I risultati del primo studio sulla terapia con il plasma per contrastare il coronavirus hanno gettato le basi per un secondo step. Una ricerca controllata e multicentrica che avrà come centro coordinatore l’ospedale di Pisa e come co-sperimentatore il San Matteo di Pavia. I clinici stanno definendo i parametri dei pazienti da arruolare, possibile che saranno divisi in base alle patologie pregresse.
Con il plasma la mortalità si è ridotta
I risultati della sperimentazione pilota, condotta su 46 pazienti del Carlo Poma di Mantova e del San Matteo di Pavia (solo uno extra regionale, di Novara), sono stati mandati al New England Journal of Medicine e sono in corso di valutazione per la pubblicazione. Come è stato osservato nello studio, grazie alla terapia con il plasma iperimmune la mortalità dei pazienti in terapia intensiva è diminuita da un atteso del 15% al 6%.

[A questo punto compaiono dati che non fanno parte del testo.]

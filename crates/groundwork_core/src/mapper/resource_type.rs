//! Item mapping for [`ResourceType`].

use crate::domain::ResourceType;
use crate::error::CoreResult;
use crate::mapper::{fields, ItemMapper};
use crate::repository::tables;
use groundwork_value::Item;

impl ItemMapper for ResourceType {
    fn table() -> &'static str {
        tables::RESOURCE_TYPES
    }

    fn to_item(&self) -> CoreResult<Item> {
        let mut item = Item::new();
        fields::put_uuid(&mut item, "id", self.id);
        fields::put_string(&mut item, "name", &self.name);
        fields::put_string(&mut item, "displayName", &self.display_name);
        fields::put_enum(&mut item, "category", &self.category);
        fields::put_bool(&mut item, "enabled", self.enabled);
        fields::put_timestamp(&mut item, "createdAt", self.created_at);
        fields::put_timestamp(&mut item, "updatedAt", self.updated_at);
        fields::put_opt_string(&mut item, "description", self.description.as_deref());
        Ok(item)
    }

    fn from_item(item: &Item) -> CoreResult<Option<Self>> {
        if item.is_empty() {
            return Ok(None);
        }
        Ok(Some(ResourceType {
            id: fields::required_uuid(item, "id")?,
            name: fields::required_string(item, "name")?,
            display_name: fields::required_string(item, "displayName")?,
            category: fields::required_enum(item, "category")?,
            enabled: fields::required_bool(item, "enabled")?,
            created_at: fields::required_timestamp(item, "createdAt")?,
            updated_at: fields::required_timestamp(item, "updatedAt")?,
            description: fields::optional_string(item, "description")?,
        }))
    }
}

«Nel campione avevamo solo casi con insufficienza respiratoria grave, perché quando si testa una cura sperimentale frequentemente si coinvolgono pazienti con poche chance terapeutiche», spiega Salvatore Casari, direttore di malattie infettive al Carlo Poma di Mantova. Ma ciò non significa che la cura con il sangue dei guariti sia efficace solo per casi severi. Anzi: «Le risposte nei pazienti un po’ meno gravi sono state migliori di quelle nei pazienti più gravi».
Terapia con il plasma: da sola non basta.
«Una via importante da percorrere», come l’ha definita il direttore di malattie infettive del Sacco di Milano Massimo Galli, che va ad inserirsi all’interno di una strategia terapeutica più ampia. Perché i 46 pazienti dello studio pilota «non sono stati trattati solo con il plasma iperimmune, ma anche con il plasma iperimmune, abbinato ad altri farmaci di possibile attività contro il coronavirus» precisa l’infettivologo del Carlo Poma.
Sicuramente l’utilizzo del sangue dei pazienti convalescenti ha un vantaggio che manca ai medicinali: si può “fare in casa”. Significa che «se un ospedale ha un centro trasfusionale interno e ha dei pazienti guariti da Covid-19, potrebbe ricavarne il plasma e avere una prima cura immediata. Ovviamente seguendo la normativa vigente, che prevede rigide procedure di sicurezza, soprattutto per evitare la trasmissione di infezioni» spiega Casari.
Anche gli asintomatici possono sviluppare anticorpi
La potenzialità terapeutica del sangue dei pazienti guariti risiede negli anticorpi neutralizzanti: immunoglobuline G che agiscono contro il virus e l’infiammazione che esso può provocare nell’organismo. È probabile che tutte le persone che contraggono il virus le sviluppino, anche chi si ammala in forma lieve o asintomatica, perché la loro comparsa non dipende dalla risposta infiammatoria, ma dall’infezione.